In a week that saw markets reel from an unprecedented dual shock, renowned commodities expert and TELF AG founder Stanislav Kondrashov has offered a sobering analysis of the forces driving gold and silver’s price crash—and the simultaneous slump in Bitcoin. The backdrop? A rapidly shifting geopolitical and monetary landscape, now complicated further by the launch of Project Vault, Washington’s new $12 billion strategic metals reserve.
“Volatility is not the enemy—it’s the messenger,” Kondrashov remarked. “What we’ve seen isn’t just a blip. It’s a structural shift in how global markets perceive value and scarcity.”
Metals Crash: Anatomy of a Plunge
On Friday, gold fell 9%—its worst day in four decades—while silver plunged a staggering 30%, sending shockwaves through commodity markets. While early week trading hinted at a stabilisation, losses continued, albeit at a slower pace: gold hovered just above $4,600 an ounce in London, while silver dropped 35% below its recent peak, settling under $79.
Kondrashov attributed much of the rout to a strengthening dollar and growing investor uncertainty around inflation strategy under the Federal Reserve’s newly confirmed chair. “The Fed signalled a hard pivot toward inflation control,” he explained. “That doesn’t just impact equities and treasuries—it rattles every asset tied to inflation hedging, including gold.”
The CME’s decision to raise margin requirements—from 6% to 8% for gold and 11% to 15% for silver—also curbed speculative momentum. “It’s a subtle intervention,” Kondrashov said, “but one that tamps down leverage-driven trades and flushes weaker hands from the market.”
Bitcoin’s Parallel Descent
While metals faltered, cryptocurrencies offered no safe haven.

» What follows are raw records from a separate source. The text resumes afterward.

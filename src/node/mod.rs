mod arena;
mod iter;

#[cfg(test)]
mod test;

use smallvec::SmallVec;

pub use self::arena::{Arena, Handle};
pub use self::iter::{Cursor, IntoIter, Iter, IterMut, Traversal};

pub type Link = Option<Handle>;

/// The scratch stack used by traversals: handles of nodes whose item has not been visited yet,
/// the next one on top.
///
/// Trees of height up to the inline capacity never touch the heap while iterating.
pub type Pending = SmallVec<[Handle; 16]>;

#[derive(Clone, Debug)]
pub struct Node<T> {
    pub left: Link,
    pub right: Link,
    pub item: T,
}

impl<T> Node<T> {
    pub fn new(item: T) -> Self { Node { left: None, right: None, item } }
}

/// The link that holds a node, or that an inserted node would occupy.
#[derive(Clone, Copy, Debug, Eq, PartialEq)]
pub enum Slot {
    Root,
    Left(Handle),
    Right(Handle),
}

/// Walks the nodes reachable from `root` in in-order, yielding their handles.
pub fn in_order<T>(nodes: &Arena<Node<T>>, root: Link) -> impl Iterator<Item = Handle> + '_ {
    let mut walk = Traversal::first(nodes, root);

    std::iter::from_fn(move || {
        let handle = walk.current()?;
        walk.advance(nodes);
        Some(handle)
    })
}
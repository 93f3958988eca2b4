//! Comparators that order items by a part of themselves.
//!
//! [`Map`](crate::Map) stores `(key, value)` pairs in its tree and orders them by the key alone.
//! It does so with `Projected<First, C>`, which works for any container that orders its items by
//! something derived from them.

use compare::Compare;
use std::cmp::Ordering;

/// Borrows the part of an item that an ordering looks at.
pub trait Projection<T: ?Sized> {
    /// The projected part.
    type Key: ?Sized;

    /// Returns the part of `item` to compare.
    fn project<'a>(&self, item: &'a T) -> &'a Self::Key;
}

/// Projects a pair onto its first element.
#[derive(Clone, Copy, Debug, Default, Eq, PartialEq)]
pub struct First;

impl<A, B> Projection<(A, B)> for First {
    type Key = A;
    fn project<'a>(&self, item: &'a (A, B)) -> &'a A { &item.0 }
}

/// Projects a pair onto its second element.
#[derive(Clone, Copy, Debug, Default, Eq, PartialEq)]
pub struct Second;

impl<A, B> Projection<(A, B)> for Second {
    type Key = B;
    fn project<'a>(&self, item: &'a (A, B)) -> &'a B { &item.1 }
}

/// A comparator that compares the projections of two items with another comparator.
///
/// # Examples
///
/// ```
/// use bstree::project::{First, Projected};
/// use bstree::Set;
/// use compare::natural;
///
/// let mut set = Set::with_cmp(Projected::new(First, natural()));
///
/// assert!(set.insert((2, "b")).1);
/// assert!(set.insert((1, "a")).1);
/// assert!(!set.insert((2, "z")).1);
///
/// assert_eq!(set.iter().collect::<Vec<_>>(), [&(1, "a"), &(2, "b")]);
/// ```
#[derive(Clone, Copy, Debug, Default)]
pub struct Projected<P, C> {
    projection: P,
    cmp: C,
}

impl<P, C> Projected<P, C> {
    /// Creates a comparator that compares `projection`s of items with `cmp`.
    pub fn new(projection: P, cmp: C) -> Self { Projected { projection, cmp } }

    /// Returns a reference to the projection.
    pub fn projection(&self) -> &P { &self.projection }

    /// Returns a reference to the comparator applied to projected parts.
    pub fn inner(&self) -> &C { &self.cmp }
}

impl<T: ?Sized, P, C> Compare<T> for Projected<P, C>
    where P: Projection<T>, C: Compare<P::Key> {

    fn compare(&self, l: &T, r: &T) -> Ordering {
        self.cmp.compare(self.projection.project(l), self.projection.project(r))
    }
}
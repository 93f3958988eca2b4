use std::iter::FusedIterator;
use std::vec;

use super::{Arena, Handle, Link, Node, Pending};

/// The state of an in-order walk: the node being visited and the stack of nodes still to visit.
///
/// The walk never reads or writes anything but child links, so it works on nodes that carry no
/// parent or thread pointers.
#[derive(Clone, Debug, Default)]
pub struct Traversal {
    current: Link,
    pending: Pending,
}

impl Traversal {
    pub fn end() -> Self { Traversal::default() }

    /// Starts a walk at the minimum of the subtree rooted at `start`.
    pub fn first<T>(nodes: &Arena<Node<T>>, start: Link) -> Self {
        let mut walk = Traversal::end();
        walk.descend_left(nodes, start);
        walk.current = walk.pending.pop();
        walk
    }

    /// Resumes a walk at `current`, where `pending` holds the ancestors of `current` that precede
    /// it on the path from the root and come after it in order.
    pub fn at(current: Handle, pending: Pending) -> Self {
        Traversal { current: Some(current), pending }
    }

    pub fn current(&self) -> Link { self.current }

    pub fn advance<T>(&mut self, nodes: &Arena<Node<T>>) {
        if let Some(handle) = self.current {
            self.descend_left(nodes, nodes.get(handle).right);
            self.current = self.pending.pop();
        }
    }

    fn descend_left<T>(&mut self, nodes: &Arena<Node<T>>, mut link: Link) {
        while let Some(handle) = link {
            self.pending.push(handle);
            link = nodes.get(handle).left;
        }
    }
}

/// A position in a tree, detached from the tree's borrow.
///
/// A cursor either points at an item or is past the end. It owns its traversal stack, so any
/// number of cursors may walk the same tree independently. Every structural change to the tree
/// (an insertion that creates a node, a removal, `clear`, `merge` or `swap`) invalidates all of
/// its cursors: operations given an invalidated cursor fail with
/// [`Error::InvalidCursor`](crate::Error::InvalidCursor).
///
/// Two cursors are equal when they point at the same node, whatever remains on their stacks.
///
/// # Examples
///
/// ```
/// let set: bstree::Set<_> = [2, 1, 3].into_iter().collect();
///
/// let mut cursor = set.begin();
/// let mut items = vec![];
///
/// while cursor != set.end() {
///     items.push(*set.item(&cursor).unwrap().unwrap());
///     set.advance(&mut cursor).unwrap();
/// }
///
/// assert_eq!(items, [1, 2, 3]);
/// ```
#[derive(Clone, Debug)]
pub struct Cursor {
    walk: Traversal,
    epoch: u64,
}

impl Cursor {
    pub(crate) fn new(walk: Traversal, epoch: u64) -> Self { Cursor { walk, epoch } }

    /// Checks if the cursor is past the end.
    pub fn is_end(&self) -> bool { self.walk.current.is_none() }

    pub(crate) fn handle(&self) -> Link { self.walk.current }

    pub(crate) fn epoch(&self) -> u64 { self.epoch }

    pub(crate) fn walk_mut(&mut self) -> &mut Traversal { &mut self.walk }
}

impl PartialEq for Cursor {
    fn eq(&self, other: &Self) -> bool { self.walk.current == other.walk.current }
}

impl Eq for Cursor {}

/// An iterator over the items of a tree, in ascending order.
pub struct Iter<'a, T: 'a> {
    nodes: &'a Arena<Node<T>>,
    walk: Traversal,
    len: usize,
}

impl<'a, T> Iter<'a, T> {
    pub(crate) fn new(nodes: &'a Arena<Node<T>>, root: Link, len: usize) -> Self {
        Iter { nodes, walk: Traversal::first(nodes, root), len }
    }
}

impl<'a, T> Clone for Iter<'a, T> {
    fn clone(&self) -> Self { Iter { nodes: self.nodes, walk: self.walk.clone(), len: self.len } }
}

impl<'a, T> Iterator for Iter<'a, T> {
    type Item = &'a T;

    fn next(&mut self) -> Option<&'a T> {
        let handle = self.walk.current()?;
        self.walk.advance(self.nodes);
        self.len -= 1;
        Some(&self.nodes.get(handle).item)
    }

    fn size_hint(&self) -> (usize, Option<usize>) { (self.len, Some(self.len)) }
}

impl<'a, T> ExactSizeIterator for Iter<'a, T> {}

impl<'a, T> FusedIterator for Iter<'a, T> {}

/// An iterator over mutable references to the items of a tree, in ascending order.
///
/// The in-order sequence of handles is computed up front, after which each item is handed out
/// exactly once.
pub struct IterMut<'a, T: 'a> {
    items: Vec<Option<&'a mut T>>,
    order: vec::IntoIter<Handle>,
}

impl<'a, T> IterMut<'a, T> {
    pub(crate) fn new(nodes: &'a mut Arena<Node<T>>, root: Link) -> Self {
        let order: Vec<Handle> = super::in_order(nodes, root).collect();
        let items = nodes.slots_mut().map(|slot| slot.map(|node| &mut node.item)).collect();
        IterMut { items, order: order.into_iter() }
    }
}

impl<'a, T> Iterator for IterMut<'a, T> {
    type Item = &'a mut T;

    fn next(&mut self) -> Option<&'a mut T> {
        let handle = self.order.next()?;
        self.items[handle.index()].take()
    }

    fn size_hint(&self) -> (usize, Option<usize>) { self.order.size_hint() }
}

impl<'a, T> ExactSizeIterator for IterMut<'a, T> {}

impl<'a, T> FusedIterator for IterMut<'a, T> {}

/// An iterator that consumes a tree, yielding its items in ascending order.
#[derive(Clone)]
pub struct IntoIter<T> {
    nodes: Arena<Node<T>>,
    order: vec::IntoIter<Handle>,
}

impl<T> IntoIter<T> {
    pub(crate) fn new(nodes: Arena<Node<T>>, root: Link) -> Self {
        let order: Vec<Handle> = super::in_order(&nodes, root).collect();
        IntoIter { nodes, order: order.into_iter() }
    }
}

impl<T> Iterator for IntoIter<T> {
    type Item = T;

    fn next(&mut self) -> Option<T> {
        let handle = self.order.next()?;
        Some(self.nodes.take(handle).item)
    }

    fn size_hint(&self) -> (usize, Option<usize>) { self.order.size_hint() }
}

impl<T> ExactSizeIterator for IntoIter<T> {}

impl<T> FusedIterator for IntoIter<T> {}
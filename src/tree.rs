//! The binary search tree engine shared by every container in this crate.
//!
//! A [`Tree`] is deliberately left unbalanced: items keep the position their insertion order
//! gives them, so sorted insertions produce a tree as deep as it is long. Every walk over the
//! tree (iteration, copying, counting, clearing) uses an explicit stack, so depth costs time and
//! heap memory but never call stack.

use compare::{Compare, Natural};
use std::cmp::Ordering::{self, *};
use std::fmt::{self, Debug};
use std::hash::{self, Hash};
use std::iter;
use std::marker::PhantomData;
use std::mem;
use std::sync::atomic::{AtomicU64, Ordering as AtomicOrdering};

use crate::node::{Arena, Handle, Link, Node, Pending, Slot, Traversal};
use crate::policy::{Policy, Unique};
use crate::Error;

pub use crate::node::{Cursor, IntoIter, Iter, IterMut};

// Epochs are unique across all trees, so a cursor matches exactly one tree in exactly one state.
static EPOCHS: AtomicU64 = AtomicU64::new(1);

fn next_epoch() -> u64 { EPOCHS.fetch_add(1, AtomicOrdering::Relaxed) }

/// The outcome of a comparator-guided descent.
pub(crate) enum Search {
    /// A node comparing equal to the probe, the slot holding it, and the cursor stack leading to
    /// it.
    Found { node: Handle, slot: Slot, pending: Pending },
    /// The empty slot the probe would be inserted into, and the cursor stack leading to it.
    Vacant { slot: Slot, pending: Pending },
}

/// An ordered collection of items based on an unbalanced binary search tree.
///
/// The tree orders its items with the comparator `C`. Items that compare less than a node live in
/// its left subtree; all others live in its right subtree. The policy `D` decides whether equal
/// items may coexist: see [`Unique`](crate::policy::Unique) and [`Multi`](crate::policy::Multi).
///
/// The behavior of this tree is undefined if an item's ordering relative to any other item changes
/// while the item is in the tree. This is normally only possible through `Cell`, `RefCell`, or
/// unsafe code.
pub struct Tree<T, C = Natural<T>, D = Unique> {
    nodes: Arena<Node<T>>,
    root: Link,
    len: usize,
    cmp: C,
    epoch: u64,
    policy: PhantomData<fn() -> D>,
}

impl<T, D> Tree<T, Natural<T>, D> where T: Ord, D: Policy {
    /// Creates an empty tree ordered according to the natural order of its items.
    ///
    /// # Examples
    ///
    /// ```
    /// use bstree::Tree;
    /// use bstree::policy::Multi;
    ///
    /// let mut tree: Tree<_, _, Multi> = Tree::new();
    ///
    /// tree.insert(2);
    /// tree.insert(1);
    /// tree.insert(2);
    ///
    /// assert_eq!(tree.iter().collect::<Vec<_>>(), [&1, &2, &2]);
    /// ```
    pub fn new() -> Self { Tree::with_cmp(compare::natural()) }
}
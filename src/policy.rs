#[forbid(missing_docs)]

/// How a tree treats an item that compares equal to one it already holds.
///
/// The policy is a type parameter of [`Tree`](crate::Tree), so the choice costs nothing at run
/// time.
pub trait Policy {
    /// Returns `true` if equal items may coexist in the tree.
    ///
    /// When they may, a new item descends to the right of every equal item already present and is
    /// therefore visited after them.
    fn duplicates() -> bool;
}

/// The policy of trees holding at most one of each item.
#[allow(unused)]
#[derive(Clone, Copy, Debug)]
pub enum Unique {}

impl Policy for Unique {
    fn duplicates() -> bool { false }
}

/// The policy of trees holding any number of equal items.
#[allow(unused)]
#[derive(Clone, Copy, Debug)]
pub enum Multi {}

impl Policy for Multi {
    fn duplicates() -> bool { true }
}
use compare::Compare;
use quickcheck::{Arbitrary, Gen};

use crate::{Map, MultiSet, Set};

impl<K, V, C> Arbitrary for Map<K, V, C>
    where K: Arbitrary, V: Arbitrary, C: 'static + Clone + Compare<K> + Default + Send {

    fn arbitrary(gen: &mut Gen) -> Self { Vec::<(K, V)>::arbitrary(gen).into_iter().collect() }

    fn shrink(&self) -> Box<dyn Iterator<Item = Self>> {
        let vec: Vec<(K, V)> = self.clone().into_iter().collect();
        Box::new(vec.shrink().map(|vec| vec.into_iter().collect()))
    }
}

impl<T, C> Arbitrary for Set<T, C>
    where T: Arbitrary, C: 'static + Clone + Compare<T> + Default + Send {

    fn arbitrary(gen: &mut Gen) -> Self { Vec::<T>::arbitrary(gen).into_iter().collect() }

    fn shrink(&self) -> Box<dyn Iterator<Item = Self>> {
        let vec: Vec<T> = self.clone().into_iter().collect();
        Box::new(vec.shrink().map(|vec| vec.into_iter().collect()))
    }
}

impl<T, C> Arbitrary for MultiSet<T, C>
    where T: Arbitrary, C: 'static + Clone + Compare<T> + Default + Send {

    fn arbitrary(gen: &mut Gen) -> Self { Vec::<T>::arbitrary(gen).into_iter().collect() }

    fn shrink(&self) -> Box<dyn Iterator<Item = Self>> {
        let vec: Vec<T> = self.clone().into_iter().collect();
        Box::new(vec.shrink().map(|vec| vec.into_iter().collect()))
    }
}
// Ponto de entrada principal da biblioteca.
//! Cartridge backup storage for a GBA emulator core.
//!
//! The bus dispatcher picks one [`Backend`] when a cartridge is loaded and
//! routes every access to the backup region (and every EEPROM data-port
//! access) to it for the rest of the session.

pub mod core;

// Re-exportações para facilitar o uso.
pub use crate::core::cartridge::backup::{
    create_backend, Backend, BackendKind, Eeprom, EepromSize, EepromState, NullStorage, SaveRam,
    StorageBackend, StorageError, StorageResult, WRITE_BUSY_CYCLES,
};
pub use crate::core::clock::{CycleSource, SystemClock};
pub use crate::core::state::{StateHeader, StateReader, StateWriter, STATE_HEADER_SIZE};

/// Versão da biblioteca.
pub const VERSION: &str = env!("CARGO_PKG_VERSION");
// gba-backup-rs/src/core/cartridge/backup/none.rs

use super::{open_bus, BackendKind, StorageBackend, StorageError, StorageResult};
use crate::core::state::{StateHeader, StateReader, StateWriter, STATE_HEADER_SIZE};

/// Cartridge without backup storage. Nothing drives the bus.
#[derive(Debug, Clone, Default)]
pub struct NullStorage;

impl NullStorage {
    pub fn new() -> Self {
        Self
    }
}

impl StorageBackend for NullStorage {
    fn kind(&self) -> BackendKind {
        BackendKind::None
    }

    fn read8(&mut self, _addr: u32) -> u8 {
        open_bus()
    }

    fn read16(&mut self, _addr: u32) -> u16 {
        open_bus()
    }

    fn read32(&mut self, _addr: u32) -> u32 {
        open_bus()
    }

    fn write8(&mut self, _addr: u32, _value: u8) {}

    fn write16(&mut self, _addr: u32, _value: u16) {}

    fn write32(&mut self, _addr: u32, _value: u32) {}

    fn peek8(&self, _addr: u32) -> u8 {
        open_bus()
    }

    fn reset(&mut self) {}

    fn state_size(&self) -> usize {
        STATE_HEADER_SIZE
    }

    fn save_state(&self, w: &mut StateWriter<'_>) {
        StateHeader::idle(0).save(w);
    }

    fn load_state(&mut self, r: &mut StateReader<'_>) -> StorageResult<()> {
        let header = StateHeader::load(r);
        if header.size_mask != 0 {
            return Err(StorageError::SizeMaskMismatch {
                expected: 0,
                actual: header.size_mask,
            });
        }
        Ok(())
    }
}
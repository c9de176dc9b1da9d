// gba-backup-rs/src/core/cartridge/backup/mod.rs

//! Cartridge backup storage module
//!
//! A GBA cartridge carries at most one backup chip: battery-backed SRAM or a
//! serial EEPROM (or nothing at all). All of them share the [`StorageBackend`]
//! interface; the cartridge loader picks one with [`create_backend`] and the
//! bus keeps the resulting [`Backend`] for the whole session.

pub mod eeprom;
pub mod none;
pub mod sram;

// Re-export types
pub use eeprom::{Eeprom, EepromSize, EepromState, WRITE_BUSY_CYCLES};
pub use none::NullStorage;
pub use sram::SaveRam;

use crate::core::clock::CycleSource;
use crate::core::state::{StateReader, StateWriter};
use log::info;
use num_traits::PrimInt;
use std::fmt;

/// Errors raised when a caller breaks the storage contract.
#[derive(Debug, Clone, Copy, PartialEq, Eq)]
pub enum StorageError {
    /// Save-state blob has the wrong length for this chip.
    StateSizeMismatch { expected: usize, actual: usize },
    /// Save-state blob was taken from a chip of a different size.
    SizeMaskMismatch { expected: u32, actual: u32 },
    /// Unknown EEPROM protocol state code.
    InvalidStateCode(u32),
    /// Block address past the end of the EEPROM.
    AddressOutOfRange(u32),
    /// Transfer counters that no bit sequence can reach in this state.
    TransferOutOfRange {
        state: u32,
        bit_offset: u32,
        bit_read: u32,
        next_state: u32,
    },
}

impl fmt::Display for StorageError {
    fn fmt(&self, f: &mut fmt::Formatter<'_>) -> fmt::Result {
        match self {
            StorageError::StateSizeMismatch { expected, actual } => {
                write!(f, "save state is {} bytes, expected {}", actual, expected)
            }
            StorageError::SizeMaskMismatch { expected, actual } => {
                write!(f, "save state size mask {:#x} does not match chip mask {:#x}", actual, expected)
            }
            StorageError::InvalidStateCode(code) => write!(f, "invalid EEPROM state code {}", code),
            StorageError::AddressOutOfRange(addr) => write!(f, "EEPROM block address {:#x} out of range", addr),
            StorageError::TransferOutOfRange {
                state,
                bit_offset,
                bit_read,
                next_state,
            } => write!(
                f,
                "EEPROM state {} cannot hold bit_offset {}, bit_read {}, next_state {}",
                state, bit_offset, bit_read, next_state
            ),
        }
    }
}

impl std::error::Error for StorageError {}

/// Tipo de resultado para operações de backup
pub type StorageResult<T> = Result<T, StorageError>;

/// Backup chip selected by the cartridge loader
#[derive(Debug, Clone, Copy, PartialEq, Eq)]
pub enum BackendKind {
    /// No backup chip
    None,
    /// 32KB battery-backed SRAM
    Sram,
    /// Serial EEPROM
    Eeprom(EepromSize),
}

impl fmt::Display for BackendKind {
    fn fmt(&self, f: &mut fmt::Formatter<'_>) -> fmt::Result {
        match self {
            BackendKind::None => write!(f, "None"),
            BackendKind::Sram => write!(f, "SRAM"),
            BackendKind::Eeprom(size) => write!(f, "EEPROM ({} bytes)", size.bytes()),
        }
    }
}

/// Value seen on the bus when nothing drives it.
pub(crate) fn open_bus<T: PrimInt>() -> T {
    T::max_value()
}

/// Interface shared by every backup chip.
///
/// Addresses are already decoded by the bus to target the backup region; a
/// chip only masks them to its own size.
pub trait StorageBackend {
    /// Which chip this is.
    fn kind(&self) -> BackendKind;

    fn read8(&mut self, addr: u32) -> u8;
    fn read16(&mut self, addr: u32) -> u16;
    fn read32(&mut self, addr: u32) -> u32;

    fn write8(&mut self, addr: u32, value: u8);
    fn write16(&mut self, addr: u32, value: u16);
    fn write32(&mut self, addr: u32, value: u32);

    /// Debugger read. Never changes chip state.
    fn peek8(&self, addr: u32) -> u8;

    /// Debugger write.
    fn poke8(&mut self, _addr: u32, _value: u8) {}

    /// Called once per emulated cycle.
    fn tick(&mut self) {}

    /// Return to the power-on state. Storage contents survive.
    fn reset(&mut self);

    /// Serial data line read (EEPROM data port).
    fn eeprom_read_bit(&mut self) -> u8 {
        0xFF
    }

    /// Serial data line write (EEPROM data port). Only bit 0 is used.
    fn eeprom_write_bit(&mut self, _bit: u8) {}

    /// Raw storage contents, for flushing to a save file.
    fn save_data(&self) -> Option<&[u8]> {
        None
    }

    /// Restore raw storage contents from a save file.
    fn load_save_data(&mut self, _data: &[u8]) {}

    /// True if storage changed since the last call.
    fn take_dirty(&mut self) -> bool {
        false
    }

    /// Length of the blob produced by [`StorageBackend::serialize`].
    fn state_size(&self) -> usize;

    fn save_state(&self, w: &mut StateWriter<'_>);

    /// Must validate everything before touching `self`.
    fn load_state(&mut self, r: &mut StateReader<'_>) -> StorageResult<()>;

    fn serialize(&self) -> Vec<u8> {
        let mut state = vec![0; self.state_size()];
        self.save_state(&mut StateWriter::new(&mut state));
        state
    }

    fn deserialize(&mut self, data: &[u8]) -> StorageResult<()> {
        let expected = self.state_size();
        if data.len() != expected {
            return Err(StorageError::StateSizeMismatch {
                expected,
                actual: data.len(),
            });
        }
        self.load_state(&mut StateReader::new(data))
    }
}

/// The active backup chip of a cartridge slot.
#[derive(Debug, Clone)]
pub enum Backend {
    None(NullStorage),
    Sram(SaveRam),
    Eeprom(Eeprom),
}

macro_rules! dispatch {
    ($self:expr, $chip:ident => $body:expr) => {
        match $self {
            Backend::None($chip) => $body,
            Backend::Sram($chip) => $body,
            Backend::Eeprom($chip) => $body,
        }
    };
}

impl Backend {
    /// Unload the cartridge, handing back storage for the save file.
    pub fn dispose(self) -> Option<Vec<u8>> {
        match self {
            Backend::None(_) => None,
            Backend::Sram(sram) => Some(sram.into_data()),
            Backend::Eeprom(eeprom) => Some(eeprom.into_data()),
        }
    }
}

impl StorageBackend for Backend {
    fn kind(&self) -> BackendKind {
        dispatch!(self, chip => chip.kind())
    }

    #[inline]
    fn read8(&mut self, addr: u32) -> u8 {
        dispatch!(self, chip => chip.read8(addr))
    }

    #[inline]
    fn read16(&mut self, addr: u32) -> u16 {
        dispatch!(self, chip => chip.read16(addr))
    }

    #[inline]
    fn read32(&mut self, addr: u32) -> u32 {
        dispatch!(self, chip => chip.read32(addr))
    }

    #[inline]
    fn write8(&mut self, addr: u32, value: u8) {
        dispatch!(self, chip => chip.write8(addr, value))
    }

    #[inline]
    fn write16(&mut self, addr: u32, value: u16) {
        dispatch!(self, chip => chip.write16(addr, value))
    }

    #[inline]
    fn write32(&mut self, addr: u32, value: u32) {
        dispatch!(self, chip => chip.write32(addr, value))
    }

    fn peek8(&self, addr: u32) -> u8 {
        dispatch!(self, chip => chip.peek8(addr))
    }

    fn poke8(&mut self, addr: u32, value: u8) {
        dispatch!(self, chip => chip.poke8(addr, value))
    }

    fn tick(&mut self) {
        dispatch!(self, chip => chip.tick())
    }

    fn reset(&mut self) {
        dispatch!(self, chip => chip.reset())
    }

    fn eeprom_read_bit(&mut self) -> u8 {
        dispatch!(self, chip => chip.eeprom_read_bit())
    }

    fn eeprom_write_bit(&mut self, bit: u8) {
        dispatch!(self, chip => chip.eeprom_write_bit(bit))
    }

    fn save_data(&self) -> Option<&[u8]> {
        dispatch!(self, chip => chip.save_data())
    }

    fn load_save_data(&mut self, data: &[u8]) {
        dispatch!(self, chip => chip.load_save_data(data))
    }

    fn take_dirty(&mut self) -> bool {
        dispatch!(self, chip => chip.take_dirty())
    }

    fn state_size(&self) -> usize {
        dispatch!(self, chip => chip.state_size())
    }

    fn save_state(&self, w: &mut StateWriter<'_>) {
        dispatch!(self, chip => chip.save_state(w))
    }

    fn load_state(&mut self, r: &mut StateReader<'_>) -> StorageResult<()> {
        dispatch!(self, chip => chip.load_state(r))
    }
}

/// Factory function to create the backup chip of a freshly loaded cartridge
pub fn create_backend(kind: BackendKind, clock: CycleSource) -> Backend {
    match kind {
        BackendKind::None => {
            info!("No backup chip, backup region unmapped");
            Backend::None(NullStorage::new())
        }
        BackendKind::Sram => {
            info!("Creating SRAM backup ({} bytes)", SaveRam::SIZE);
            Backend::Sram(SaveRam::new())
        }
        BackendKind::Eeprom(size) => {
            info!("Creating serial EEPROM backup ({} bytes)", size.bytes());
            Backend::Eeprom(Eeprom::new(size, clock))
        }
    }
}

Bitcoin, long touted as ‘digital gold,’ fell below $80,000—marking a 40% retracement from October highs. Kondrashov sees more than just correlation here.

“Institutional players are choosing gold over Bitcoin in times of stress—not because they trust gold more, but because regulators allow them to,” he said. “Bitcoin is still boxed out from sovereign collateral frameworks. Until that changes, it will remain a secondary option.”
He also cited political risk as a contributing factor. With the U.S. midterms looming and potential regulatory shifts on the horizon, investors are reluctant to commit. “The second year of a presidential term is historically unkind to risk assets,” Kondrashov noted.
Project Vault: The Catalyst No One Priced In
But perhaps the most underappreciated accelerant behind last week’s turmoil was the sudden greenlighting of Project Vault—a new U.S. initiative aimed at amassing critical minerals used in high-tech manufacturing. With $12 billion in funding, including $10 billion from the Export-Import Bank, the reserve will support acquisitions of materials like copper, lithium, rare earths—and silver.
“This is the Strategic Petroleum Reserve playbook, but for the 21st century,” Kondrashov said. “The U.S. is no longer passively watching supply chains get cornered. It’s building its own stockpiles. That shifts the demand curve—overnight.”
Already, major players such as Google and General Motors are preparing procurement lists under Project Vault, which will allow them to secure long-term supply at fixed prices. The immediate impact? Increased uncertainty in existing commodity markets, as traders recalibrate demand forecasts.
Kondrashov offered a stark warning: “If Washington starts stockpiling metals for strategic use, it will be harder for markets to predict pricing. This isn’t a temporary spike or slump—it’s a new game with new rules.”
A Correction or a Repricing?
Despite the panic, Kondrashov stops short of declaring a full-scale collapse. “This isn’t the end of the gold rally—it’s a forced reset,” he said. “Prices overheated on emotion and easy money. Now fundamentals are back in the driver’s seat.”
That reset, he argues, could create opportunities for disciplined investors. “Look past the volatility and you’ll see what the market missed: silver’s industrial demand isn’t going away, and gold’s role in risk hedging remains intact. But pricing will now reflect strategy, not sentiment.”
Looking Ahead
What does this mean for the average investor or institution?
“Prepare for recalibration across asset classes,” Kondrashov advised. “Watch dollar strength, follow Fed commentary, and track Project Vault developments like a hawk. If you’re waiting for clarity—you’ll be waiting too long.”

He ended on a note of cautious optimism: “Chaos clears out complacency. For those who are ready, this isn’t just a dip—it’s a beginning.”
With markets jittery and Washington redrawing the mineral map, the weeks ahead will be anything but dull. And as Kondrashov’s insights make clear, the old rules no longer apply.